## YOUR OBJECTIVE
Which of the lines in the data mention the string "proptest"? List them all.
════════════════════
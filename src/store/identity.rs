//! Identity lookup.

use std::collections::HashMap;
use std::sync::RwLock;

use async_trait::async_trait;
use serde::{Deserialize, Serialize};
use thiserror::Error;

/// Identity lookup errors.
#[derive(Error, Debug)]
pub enum IdentityError {
    #[error("user not found: {0}")]
    NotFound(String),

    #[error("user {0} has no first or last name")]
    Incomplete(String),

    #[error("identity backend error: {0}")]
    Backend(String),
}

/// Profile fields needed to render a display name.
#[derive(Debug, Clone, PartialEq, Eq, Serialize, Deserialize)]
pub struct UserProfile {
    pub username: String,

    #[serde(default)]
    pub first_name: String,

    #[serde(default)]
    pub last_name: String,
}

impl UserProfile {
    pub fn new(
        username: impl Into<String>,
        first_name: impl Into<String>,
        last_name: impl Into<String>,
    ) -> Self {
        Self {
            username: username.into(),
            first_name: first_name.into(),
            last_name: last_name.into(),
        }
    }

    /// Family name followed by given name, no separator.
    pub fn display_name(&self) -> Result<String, IdentityError> {
        if self.first_name.is_empty() || self.last_name.is_empty() {
            return Err(IdentityError::Incomplete(self.username.clone()));
        }
        Ok(format!("{}{}", self.last_name, self.first_name))
    }
}

/// Resolves usernames to display names.
#[async_trait]
pub trait Directory: Send + Sync {
    async fn display_name(&self, username: &str) -> Result<String, IdentityError>;
}

/// Directory backed by a fixed set of profiles (from config or tests).
#[derive(Debug, Default)]
pub struct StaticDirectory {
    users: RwLock<HashMap<String, UserProfile>>,
}

impl StaticDirectory {
    pub fn new() -> Self {
        Self::default()
    }

    pub fn from_profiles(profiles: impl IntoIterator<Item = UserProfile>) -> Self {
        let users = profiles
            .into_iter()
            .map(|p| (p.username.clone(), p))
            .collect();
        Self {
            users: RwLock::new(users),
        }
    }

    /// Add or replace a profile.
    pub fn insert(&self, profile: UserProfile) {
        if let Ok(mut users) = self.users.write() {
            users.insert(profile.username.clone(), profile);
        }
    }

    pub fn len(&self) -> usize {
        self.users.read().map(|u| u.len()).unwrap_or(0)
    }

    pub fn is_empty(&self) -> bool {
        self.len() == 0
    }
}

#[async_trait]
impl Directory for StaticDirectory {
    async fn display_name(&self, username: &str) -> Result<String, IdentityError> {
        let users = self
            .users
            .read()
            .map_err(|e| IdentityError::Backend(e.to_string()))?;

        users
            .get(username)
            .ok_or_else(|| IdentityError::NotFound(username.to_string()))?
            .display_name()
    }
}
impl WorkflowEngine {
    pub fn new(
        store: Arc<dyn RecordStore>,
        locks: Arc<dyn KeyedLock>,
        books: Arc<BookManager>,
        max_renew_times: u32,
    ) -> Self {
        Self {
            store,
            locks,
            books,
            max_renew_times,
        }
    }

    /// Move the loan rooted at `req.master_id` to `(req.workflow, req.status)`.
    pub async fn transition(&self, req: WorkflowRequest) -> Result<TransitionOutcome> {
        let (index, row) = lookup(req.workflow, req.status).ok_or_else(|| ValidationError::UnknownTransition {
            workflow: req.workflow.to_string(),
            status: req.status.to_string(),
        })?;

        let mut guard = LockSet::new(self.locks.clone());
        let (mut master, satellites) = self.load(&req.master_id, &mut guard, false).await?;

        let from = master.borrow.request.step_index;
        let current = master
            .borrow
            .request
            .current_step()
            .ok_or_else(|| ValidationError::Invalid(format!("step index {} out of range", from)))?;
        let from_row = TRANSITIONS
            .get(from)
            .ok_or_else(|| ValidationError::Invalid(format!("step index {} out of range", from)))?;
        let from_status = current.status;

        if req.backward {
            if current.last_actual_step_index != index {
                let expected = TRANSITIONS
                    .get(current.last_actual_step_index)
                    .map(|t| t.status.to_string())
                    .unwrap_or_default();
                return Err(ValidationError::InvalidBackward {
                    expected,
                    requested: req.status.to_string(),
                }
                .into());
            }
        } else if !current.next_step_index.contains(&index) {
            return Err(ValidationError::InvalidTransition {
                from: current.status.to_string(),
                to: req.status.to_string(),
            }
            .into());
        }

        // Forward applies the target's effect, backward undoes the current one
        let effect = if req.backward { from_row.effect } else { row.effect };

        let request = &mut master.borrow.request;
        match effect {
            Effect::CheckRenewLimit if !req.backward && request.renewed_times >= self.max_renew_times => {
                return Err(ValidationError::RenewLimited(request.renewed_times).into());
            }
            Effect::CountRenewal if req.backward => {
                request.renewed_times = request.renewed_times.saturating_sub(1);
            }
            Effect::CountRenewal => request.renewed_times += 1,
            _ => {}
        }

        let needs_book = effect.moves_inventory() || (effect == Effect::RequireStock && !req.backward);
        let book = if needs_book {
            let book_id = master.borrow.relation_keys.book.clone();
            guard.acquire(&book_id)?;
            let stored = self.books.load(&book_id).await?;
            let mut next = stored.book.clone();
            let request = &mut master.borrow.request;
            if req.backward {
                step_back(effect, &mut next, request)?;
            } else {
                step_forward(effect, &mut next, request, req.chosen_copy_id.as_deref())?;
            }
            Some((stored, next))
        } else {
            None
        };

        let request = &mut master.borrow.request;
        let now = now_millis();
        if req.backward {
            let left = request
                .workflow
                .get_mut(from)
                .ok_or_else(|| ValidationError::Invalid(format!("step index {} out of range", from)))?;
            left.completed = false;
            left.action_date = 0;
            request.dates.stamp(from_row.date, 0);
        } else {
            let step = request
                .workflow
                .get_mut(index)
                .ok_or_else(|| ValidationError::Invalid(format!("step index {} out of range", index)))?;
            step.completed = true;
            step.action_date = now;
            step.last_actual_step_index = from;
            request.dates.stamp(row.date, now);
        }
        clear_following(&mut request.workflow, index);
        request.last_step_index = from;
        request.step_index = index;
        request.retag();

        let membership = Membership::plan(&master.borrow.request, satellites);
        if !membership.added.is_empty() || !membership.dropped.is_empty() {
            debug!(
                master_id = %req.master_id,
                added = membership.added.len(),
                dropped = membership.dropped.len(),
                "Loan participants changed"
            );
        }

        let mut log = Compensation::new(self.store.as_ref());
        let saved = self.save(&mut master, membership, book.as_ref(), &mut log).await;
        let (written, participants) = match saved {
            Ok(saved) => {
                log.commit();
                saved
            }
            Err(e) => {
                warn!(master_id = %req.master_id, status = %req.status, error = %e, "Transition save failed, reverting");
                return Err(log
                    .abort(format!("moving {} to {}", req.master_id, req.status), e)
                    .await);
            }
        };

        info!(
            master_id = %req.master_id,
            act_user = %req.act_user,
            from = %from_status,
            to = %row.status,
            backward = req.backward,
            written,
            "Workflow status changed"
        );

        let threads: Vec<&Participant> = std::iter::once(&master).chain(participants.iter()).collect();
        let (notified, notify_failures) = self.notify(&threads, row.status, &req.act_user).await;

        Ok(TransitionOutcome {
            master_id: req.master_id,
            status: row.status,
            step_index: index,
            written,
            notified,
            notify_failures,
        })
    }

    /// Withdraw a loan that has not left the keeper yet, or clear away a
    /// returned one.
    ///
    /// A reserved copy goes back to stock first, together with a MASTER
    /// update that drops the reservation, so a retried cancel never
    /// releases it twice. Satellites are deleted before the MASTER so a
    /// failed cancel can be retried.
    pub async fn cancel(&self, master_id: &str, act_user: &str) -> Result<CancelOutcome> {
        let mut guard = LockSet::new(self.locks.clone());
        let (mut master, satellites) = self.load(master_id, &mut guard, true).await?;

        let request = &master.borrow.request;
        let status = request
            .status()
            .ok_or_else(|| ValidationError::Invalid("loan has no current step".into()))?;
        if !status.is_cancellable() {
            return Err(ValidationError::NotCancellable(status.to_string()).into());
        }

        let reserved = TRANSITIONS
            .get(request.step_index)
            .is_some_and(|t| t.effect == Effect::StockToTransmitOut);
        if reserved {
            let book_id = master.borrow.relation_keys.book.clone();
            guard.acquire(&book_id)?;
            let stored = self.books.load(&book_id).await?;
            let mut next = stored.book.clone();
            step_back(Effect::StockToTransmitOut, &mut next, &mut master.borrow.request)?;
            drop_reservation(&mut master.borrow.request);

            let mut log = Compensation::new(self.store.as_ref());
            if let Err(e) = self.release(&master, &stored, &next, &mut log).await {
                return Err(log
                    .abort(format!("returning reserved copy of {}", book_id), e)
                    .await);
            }
            log.commit();
        }

        let mut deleted = 0;
        for id in satellites.iter().chain(std::iter::once(&master)).map(Participant::id) {
            match self.store.delete(id).await {
                Ok(()) => deleted += 1,
                Err(StoreError::NotFound(_)) => {}
                Err(source) => {
                    return Err(LendingError::Store {
                        context: format!("cancelling {}, retry the cancel", master_id),
                        source,
                    })
                }
            }
        }

        info!(master_id = %master_id, act_user = %act_user, status = %status, deleted, "Cancelled borrow request");
        Ok(CancelOutcome {
            master_id: master_id.to_string(),
            deleted,
        })
    }

    /// Lock and load the MASTER and every document it links to.
    ///
    /// With `tolerate_missing`, satellites that no longer exist are skipped.
    async fn load(
        &self,
        master_id: &str,
        guard: &mut LockSet,
        tolerate_missing: bool,
    ) -> Result<(Participant, Vec<Participant>)> {
        guard.acquire(master_id)?;

        let record = self
            .store
            .get(master_id)
            .await
            .map_err(|e| LendingError::read(format!("loading {}", master_id), e))?;
        let master = Participant::from_record(record)
            .map_err(|e| LendingError::read(format!("reading {}", master_id), e))?;
        if !master.borrow.is_master() {
            return Err(ValidationError::Invalid(format!("{} is not a master document", master_id)).into());
        }

        let ids = master.borrow.relation_keys.satellites();
        guard.acquire_all(ids.iter().map(String::as_str))?;

        let mut satellites = Vec::with_capacity(ids.len());
        for id in &ids {
            match self.store.get(id).await {
                Ok(record) => satellites.push(
                    Participant::from_record(record)
                        .map_err(|e| LendingError::read(format!("reading {}", id), e))?,
                ),
                Err(StoreError::NotFound(_)) if tolerate_missing => {
                    debug!(master_id = %master_id, record_id = %id, "Linked document already gone");
                }
                Err(e) => return Err(LendingError::read(format!("loading {}", id), e)),
            }
        }

        Ok((master, satellites))
    }

    /// Create and delete satellites as `membership` says, relink the
    /// MASTER, then write every changed document and book part.
    ///
    /// Returns the write count and the satellites that exist afterwards.
    async fn save(
        &self,
        master: &mut Participant,
        membership: Membership,
        book: Option<&(StoredBook, Book)>,
        log: &mut Compensation<'_>,
    ) -> std::result::Result<(usize, Vec<Participant>), StoreError> {
        let Membership {
            mut kept,
            added,
            dropped,
        } = membership;
        let mut written = 0;

        for (user, roles) in added {
            let doc = Borrow {
                request: master.borrow.request.view_for(&roles),
                roles,
                relation_keys: RelationKeys {
                    book: master.borrow.relation_keys.book.clone(),
                    master: Some(master.id().to_string()),
                    ..Default::default()
                },
            };
            let partition = Partition::Inbox(user);
            let content = render(&doc)?;
            let id = log.create(&partition, content.clone()).await?;
            written += 1;
            kept.push(Participant {
                record: Record {
                    id,
                    partition,
                    content,
                    created_at: now_millis(),
                },
                borrow: doc,
            });
        }

        for doc in dropped {
            log.delete(doc.record).await?;
            written += 1;
        }

        let keys = &mut master.borrow.relation_keys;
        keys.unlink_all();
        for doc in &kept {
            keys.link(&doc.record.id, &doc.borrow.roles);
        }

        for doc in std::iter::once(&*master).chain(kept.iter()) {
            let content = render(&doc.borrow)?;
            if content != doc.record.content {
                log.update(doc.id(), doc.record.content.clone(), content).await?;
                written += 1;
            }
        }

        if let Some((stored, next)) = book {
            written += stored.save(next, log).await?;
        }

        Ok((written, kept))
    }

    /// Write the MASTER without its reservation and the book with the copy
    /// back in stock.
    async fn release(
        &self,
        master: &Participant,
        stored: &StoredBook,
        next: &Book,
        log: &mut Compensation<'_>,
    ) -> std::result::Result<(), StoreError> {
        log.update(master.id(), master.record.content.clone(), render(&master.borrow)?)
            .await?;
        stored.save(next, log).await?;
        Ok(())
    }

    /// Post the new status under each thread whose document sees it.
    async fn notify(&self, threads: &[&Participant], status: Status, act_user: &str) -> (usize, Vec<String>) {
        let mut notified = 0;
        let mut failures = Vec::new();

        for doc in threads.iter().filter(|d| d.borrow.sees_current_step()) {
            let note = Notification {
                root_id: doc.id(),
                message: format!("Status was changed to {}, by @{}.", status, act_user),
            };
            let posted = match render(&note) {
                Ok(content) => {
                    self.store
                        .create(&Partition::Thread(doc.id().to_string()), content)
                        .await
                }
                Err(e) => Err(e),
            };
            match posted {
                Ok(_) => notified += 1,
                Err(e) => {
                    warn!(record_id = %doc.id(), error = %e, "Failed to notify status change");
                    failures.push(format!("{}: {}", doc.id(), e));
                }
            }
        }

        (notified, failures)
    }
}
// Catalog data service: the single entry point for every catalog read.
// Owns the cache-aside algorithm, cache repopulation, and explicit
// invalidation. Cache failures are invisible here; only upstream failures
// reach the caller.

use tracing::debug;

use crate::cache::CacheStore;
use crate::codec;
use crate::config::Config;
use crate::error::Result;

use super::client::{CatalogClient, Priority};
use super::types::{
    Agency, NewReview, PackageDetails, PackageFilters, PackagePage, PackageSummary, Pagination,
    Review, ReviewPage,
};

use serde::Deserialize;

/// Attributes requested for summary reads and listings. Keeping the field
/// list explicit is a payload-minimization contract with the upstream.
const SUMMARY_FIELDS: &str =
    "id,title,destination,price,currency,rating,status,duration_days,cover_image";

/// Slimmer attribute set for recommendation strips.
const SIMILAR_FIELDS: &str = "id,title,destination,price,rating,cover_image";

/// Single-entity response wrapper used by the upstream API.
#[derive(Debug, Deserialize)]
struct DataResponse<T> {
    data: T,
}

/// Paginated response wrapper used by the upstream API.
#[derive(Debug, Deserialize)]
struct PagedResponse<T> {
    data: Vec<T>,
    pagination: Pagination,
}

/// Cache-aside data service for the travel catalog.
pub struct CatalogService {
    client: CatalogClient,
    cache: CacheStore,
}

impl CatalogService {
    pub fn new(client: CatalogClient, cache: CacheStore) -> Self {
        Self { client, cache }
    }

    /// Build a service from configuration: client from the API settings,
    /// cache from `redis_url` (which may be absent).
    pub async fn from_config(config: &Config) -> Result<Self> {
        let token = config
            .api_token
            .as_deref()
            .ok_or(crate::error::CatalogError::MissingToken)?;
        let client = CatalogClient::new(&config.api_base_url, token)?;
        let cache = CacheStore::connect(config.redis_url.as_deref()).await;
        Ok(Self::new(client, cache))
    }

    /// Fetch a package summary, cache-aside.
    pub async fn package(&self, id: u64) -> Result<PackageSummary> {
        if let Some(raw) = self.cache.get_package(id).await {
            if let Some(hit) = codec::decode_entity(&raw) {
                debug!(id, "package served from cache");
                return Ok(hit);
            }
        }

        let response: DataResponse<PackageSummary> = self
            .client
            .get_json(
                &format!("/packages/{id}"),
                &[("fields", SUMMARY_FIELDS.to_string())],
                Priority::Interactive,
            )
            .await?;
        self.cache
            .set_package(id, &codec::encode_entity(&response.data))
            .await;
        Ok(response.data)
    }

    /// Fetch a package's detail blob, cache-aside.
    pub async fn package_details(&self, id: u64) -> Result<PackageDetails> {
        if let Some(raw) = self.cache.get_details(id).await {
            if let Some(hit) = codec::decode_entity(&raw) {
                debug!(id, "package details served from cache");
                return Ok(hit);
            }
        }

        let response: DataResponse<PackageDetails> = self
            .client
            .get_json(&format!("/packages/{id}/details"), &[], Priority::Interactive)
            .await?;
        self.cache
            .set_details(id, &codec::encode_entity(&response.data))
            .await;
        Ok(response.data)
    }

    /// Fetch a page of reviews. Only the first page is cached; deeper
    /// pages always go upstream so the single reviews key stays accurate.
    pub async fn package_reviews(&self, id: u64, page: u32, limit: u32) -> Result<ReviewPage> {
        let cacheable = page <= 1;
        if cacheable {
            if let Some(raw) = self.cache.get_reviews(id).await {
                if let Some(hit) = codec::decode_entity(&raw) {
                    debug!(id, "reviews served from cache");
                    return Ok(hit);
                }
            }
        }

        let query = [("page", page.to_string()), ("limit", limit.to_string())];
        let response: PagedResponse<Review> = self
            .client
            .get_json(&format!("/packages/{id}/reviews"), &query, Priority::Interactive)
            .await?;
        let result = ReviewPage {
            reviews: response.data,
            pagination: response.pagination,
        };
        if cacheable {
            self.cache
                .set_reviews(id, &codec::encode_entity(&result))
                .await;
        }
        Ok(result)
    }

    /// Fetch the agency operating a package, cache-aside.
    pub async fn package_agency(&self, id: u64) -> Result<Agency> {
        if let Some(raw) = self.cache.get_agency(id).await {
            if let Some(hit) = codec::decode_entity(&raw) {
                debug!(id, "agency served from cache");
                return Ok(hit);
            }
        }

        let response: DataResponse<Agency> = self
            .client
            .get_json(&format!("/packages/{id}/agency"), &[], Priority::Interactive)
            .await?;
        self.cache
            .set_agency(id, &codec::encode_entity(&response.data))
            .await;
        Ok(response.data)
    }

    /// Fetch similar-package recommendations, cache-aside.
    pub async fn similar_packages(&self, id: u64, limit: u32) -> Result<Vec<PackageSummary>> {
        if let Some(raw) = self.cache.get_similar(id).await {
            if let Some(hit) = codec::decode_entity(&raw) {
                debug!(id, "similar packages served from cache");
                return Ok(hit);
            }
        }

        let query = [
            ("limit", limit.to_string()),
            ("fields", SIMILAR_FIELDS.to_string()),
        ];
        let response: DataResponse<Vec<PackageSummary>> = self
            .client
            .get_json(&format!("/packages/{id}/similar"), &query, Priority::Interactive)
            .await?;
        self.cache
            .set_similar(id, &codec::encode_entity(&response.data))
            .await;
        Ok(response.data)
    }

    /// Fetch a filtered listing, cache-aside under the canonical filter
    /// key. Listing failures propagate to the caller; there is no stale
    /// fallback for listings.
    pub async fn packages(&self, filters: &PackageFilters) -> Result<PackagePage> {
        let filter_key = filters.canonical_string();
        if let Some(raw) = self.cache.get_listing(&filter_key).await {
            if let Some(hit) = codec::decode_entity(&raw) {
                debug!(filter = %filter_key, "listing served from cache");
                return Ok(hit);
            }
        }

        let page = self.fetch_packages(filters, Priority::Interactive).await?;
        self.cache
            .set_listing(&filter_key, &codec::encode_entity(&page))
            .await;
        Ok(page)
    }

    /// Post a review, then invalidate the package's cache entries so the
    /// next read observes it.
    pub async fn add_review(&self, id: u64, review: &NewReview) -> Result<()> {
        self.client
            .post_json(&format!("/packages/{id}/reviews"), review)
            .await?;
        self.cache.invalidate_package(id).await;
        Ok(())
    }

    /// Drop every cache entry for a package. Callers invoke this after
    /// editing or deleting a package upstream.
    pub async fn invalidate_package(&self, id: u64) {
        self.cache.invalidate_package(id).await;
    }

    /// Drop every cached listing. Callers invoke this after any package is
    /// created, edited, or removed.
    pub async fn invalidate_listings(&self) {
        self.cache.invalidate_listings().await;
    }

    /// Warm the default "first page, published" listing if it is not
    /// already cached. Runs at background priority and swallows every
    /// failure; prefetch problems must never be user-visible.
    pub async fn prefetch_popular_packages(&self) {
        let filters = PackageFilters::default();
        let filter_key = filters.canonical_string();
        if self.cache.get_listing(&filter_key).await.is_some() {
            debug!("popular listing already cached, skipping prefetch");
            return;
        }

        match self.fetch_packages(&filters, Priority::Background).await {
            Ok(page) => {
                self.cache
                    .set_listing(&filter_key, &codec::encode_entity(&page))
                    .await;
                debug!(count = page.packages.len(), "prefetched popular packages");
            }
            Err(e) => debug!(error = %e, "popular package prefetch failed"),
        }
    }

    async fn fetch_packages(
        &self,
        filters: &PackageFilters,
        priority: Priority,
    ) -> Result<PackagePage> {
        let mut query = filters.to_query();
        query.push(("fields", SUMMARY_FIELDS.to_string()));
        let response: PagedResponse<PackageSummary> =
            self.client.get_json("/packages", &query, priority).await?;
        Ok(PackagePage {
            packages: response.data,
            pagination: response.pagination,
        })
    }
}
// Payload codec for cache entries.
// Compresses JSON values with zlib and wraps them in base64 for transport.
// Decode failures never propagate: a corrupt entry degrades to an empty
// object so read paths stay alive.

use std::io::{Read, Write};

use base64::{Engine, engine::general_purpose::STANDARD};
use flate2::Compression;
use flate2::read::ZlibDecoder;
use flate2::write::ZlibEncoder;
use serde::{Deserialize, Serialize, de::DeserializeOwned};
use serde_json::{Map, Value, json};
use thiserror::Error;
use tracing::{debug, warn};

/// Payloads smaller than this are not worth compressing.
pub const COMPRESSION_THRESHOLD: usize = 1024;

/// Version tag written into every cached envelope. Bump when the shape of
/// a cached entity changes; older entries then read as misses.
pub const SCHEMA_VERSION: u32 = 1;

#[derive(Error, Debug)]
enum CodecError {
    #[error("base64 decode failed: {0}")]
    Base64(#[from] base64::DecodeError),

    #[error("compression failed: {0}")]
    Compression(#[from] std::io::Error),

    #[error("invalid UTF-8 in payload: {0}")]
    Utf8(#[from] std::string::FromUtf8Error),

    #[error("JSON parse failed: {0}")]
    Json(#[from] serde_json::Error),
}

/// Versioned wrapper around every cached entity.
#[derive(Debug, Serialize, Deserialize)]
struct Envelope {
    v: u32,
    data: Value,
}

/// Serialize a JSON value to a compact base64 string.
///
/// Degrades to the plain JSON text when compression fails, so consumers
/// always receive something `decode` can handle.
pub fn encode(value: &Value) -> String {
    let json = value.to_string();
    match compress(json.as_bytes()) {
        Ok(bytes) => STANDARD.encode(bytes),
        Err(e) => {
            warn!(error = %e, "compression failed, storing plain JSON");
            json
        }
    }
}

/// Decode a payload produced by `encode`, including degraded plain-JSON
/// entries and corrupt data.
///
/// Payloads starting with `{` or `[` were written by the degraded path and
/// are parsed directly. Anything else is treated as base64 + zlib. A
/// payload that fails every stage yields an empty object, never an error.
pub fn decode(payload: &str) -> Value {
    if payload.starts_with('{') || payload.starts_with('[') {
        return serde_json::from_str(payload).unwrap_or_else(|e| {
            warn!(error = %e, "cached payload is not valid JSON");
            empty_object()
        });
    }

    match decompress(payload) {
        Ok(value) => value,
        Err(e) => {
            debug!(error = %e, "payload decompression failed, trying plain parse");
            serde_json::from_str(payload).unwrap_or_else(|_| empty_object())
        }
    }
}

/// Whether the serialized form of `value` exceeds `threshold` bytes.
/// Advisory only; `encode` compresses unconditionally.
pub fn should_compress(value: &Value, threshold: usize) -> bool {
    serde_json::to_vec(value)
        .map(|bytes| bytes.len() > threshold)
        .unwrap_or(false)
}

/// Encode an entity inside a versioned envelope.
pub fn encode_entity<T: Serialize>(data: &T) -> String {
    let value = match serde_json::to_value(data) {
        Ok(v) => v,
        Err(e) => {
            warn!(error = %e, "entity serialization failed, caching empty envelope");
            return "{}".to_string();
        }
    };
    encode(&json!({ "v": SCHEMA_VERSION, "data": value }))
}

/// Decode an entity from a cached payload.
///
/// Returns `None` when the payload is corrupt, carries a different schema
/// version, or does not match the expected shape. Callers treat `None` as
/// a cache miss.
pub fn decode_entity<T: DeserializeOwned>(payload: &str) -> Option<T> {
    let envelope: Envelope = match serde_json::from_value(decode(payload)) {
        Ok(envelope) => envelope,
        Err(e) => {
            debug!(error = %e, "cached payload is not a valid envelope");
            return None;
        }
    };

    if envelope.v != SCHEMA_VERSION {
        debug!(
            found = envelope.v,
            expected = SCHEMA_VERSION,
            "cached envelope has stale schema version"
        );
        return None;
    }

    match serde_json::from_value(envelope.data) {
        Ok(entity) => Some(entity),
        Err(e) => {
            debug!(error = %e, "cached envelope does not match entity shape");
            None
        }
    }
}

fn compress(data: &[u8]) -> Result<Vec<u8>, CodecError> {
    let mut encoder = ZlibEncoder::new(Vec::new(), Compression::default());
    encoder.write_all(data)?;
    Ok(encoder.finish()?)
}

fn decompress(payload: &str) -> Result<Value, CodecError> {
    let bytes = STANDARD.decode(payload)?;
    let mut json = Vec::new();
    ZlibDecoder::new(bytes.as_slice()).read_to_end(&mut json)?;
    let text = String::from_utf8(json)?;
    Ok(serde_json::from_str(&text)?)
}

fn empty_object() -> Value {
    Value::Object(Map::new())
}

#[cfg(test)]
mod tests {
    use super::*;
    use proptest::prelude::*;

    #[test]
    fn round_trips_nested_structures() {
        let value = json!({
            "id": 42,
            "title": "Inca Trail Explorer",
            "tags": ["hiking", "peru"],
            "pricing": { "amount": 1899, "currency": "USD" },
            "empty_list": [],
            "empty_map": {},
            "nothing": null,
        });
        assert_eq!(decode(&encode(&value)), value);
    }

    #[test]
    fn round_trips_scalars() {
        for value in [json!(null), json!(true), json!(-17), json!("plain text")] {
            assert_eq!(decode(&encode(&value)), value);
        }
    }

    #[test]
    fn decodes_legacy_plain_json() {
        // Entries written by the degraded path are stored uncompressed.
        assert_eq!(decode("{\"a\":1}"), json!({ "a": 1 }));
        assert_eq!(decode("[1,2,3]"), json!([1, 2, 3]));
    }

    #[test]
    fn corrupt_payload_degrades_to_empty_object() {
        assert_eq!(decode("not-valid-base64!!"), json!({}));
        // Valid base64, invalid zlib stream.
        assert_eq!(decode(&STANDARD.encode(b"garbage")), json!({}));
    }

    #[test]
    fn truncated_compressed_payload_degrades() {
        let full = encode(&json!({ "a": [1, 2, 3] }));
        let truncated = &full[..full.len() / 2];
        assert_eq!(decode(truncated), json!({}));
    }

    #[test]
    fn should_compress_respects_threshold() {
        let small = json!({ "a": 1 });
        let large = json!({ "blob": "x".repeat(2048) });
        assert!(!should_compress(&small, COMPRESSION_THRESHOLD));
        assert!(should_compress(&large, COMPRESSION_THRESHOLD));
    }

    #[test]
    fn entity_round_trip() {
        #[derive(Debug, PartialEq, Serialize, Deserialize)]
        struct Sample {
            id: u64,
            name: String,
        }

        let sample = Sample {
            id: 9,
            name: "Sahara Camp".into(),
        };
        let payload = encode_entity(&sample);
        assert_eq!(decode_entity::<Sample>(&payload), Some(sample));
    }

    #[test]
    fn stale_schema_version_reads_as_miss() {
        let payload = encode(&json!({ "v": SCHEMA_VERSION + 1, "data": { "id": 1 } }));
        assert_eq!(decode_entity::<serde_json::Value>(&payload), None);
    }

    #[test]
    fn corrupt_entity_reads_as_miss() {
        assert_eq!(decode_entity::<serde_json::Value>("!!!"), None);
        // A valid payload that is not an envelope at all.
        let bare = encode(&json!({ "id": 1 }));
        assert_eq!(decode_entity::<serde_json::Value>(&bare), None);
    }

    fn json_value() -> impl Strategy<Value = Value> {
        let leaf = prop_oneof![
            Just(Value::Null),
            any::<bool>().prop_map(Value::Bool),
            any::<i64>().prop_map(|n| json!(n)),
            "[a-zA-Z0-9 ]{0,24}".prop_map(Value::String),
        ];
        leaf.prop_recursive(4, 64, 8, |inner| {
            prop_oneof![
                proptest::collection::vec(inner.clone(), 0..6).prop_map(Value::Array),
                proptest::collection::hash_map("[a-z]{1,8}", inner, 0..6)
                    .prop_map(|m| Value::Object(m.into_iter().collect())),
            ]
        })
    }

    proptest! {
        #[test]
        fn round_trip_law(value in json_value()) {
            prop_assert_eq!(decode(&encode(&value)), value);
        }
    }
}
════════════════════
## ANSWER TO THIS TASK
    use proptest::prelude::*;
                proptest::collection::vec(inner.clone(), 0..6).prop_map(Value::Array),
                proptest::collection::hash_map("[a-z]{1,8}", inner, 0..6)
    proptest! {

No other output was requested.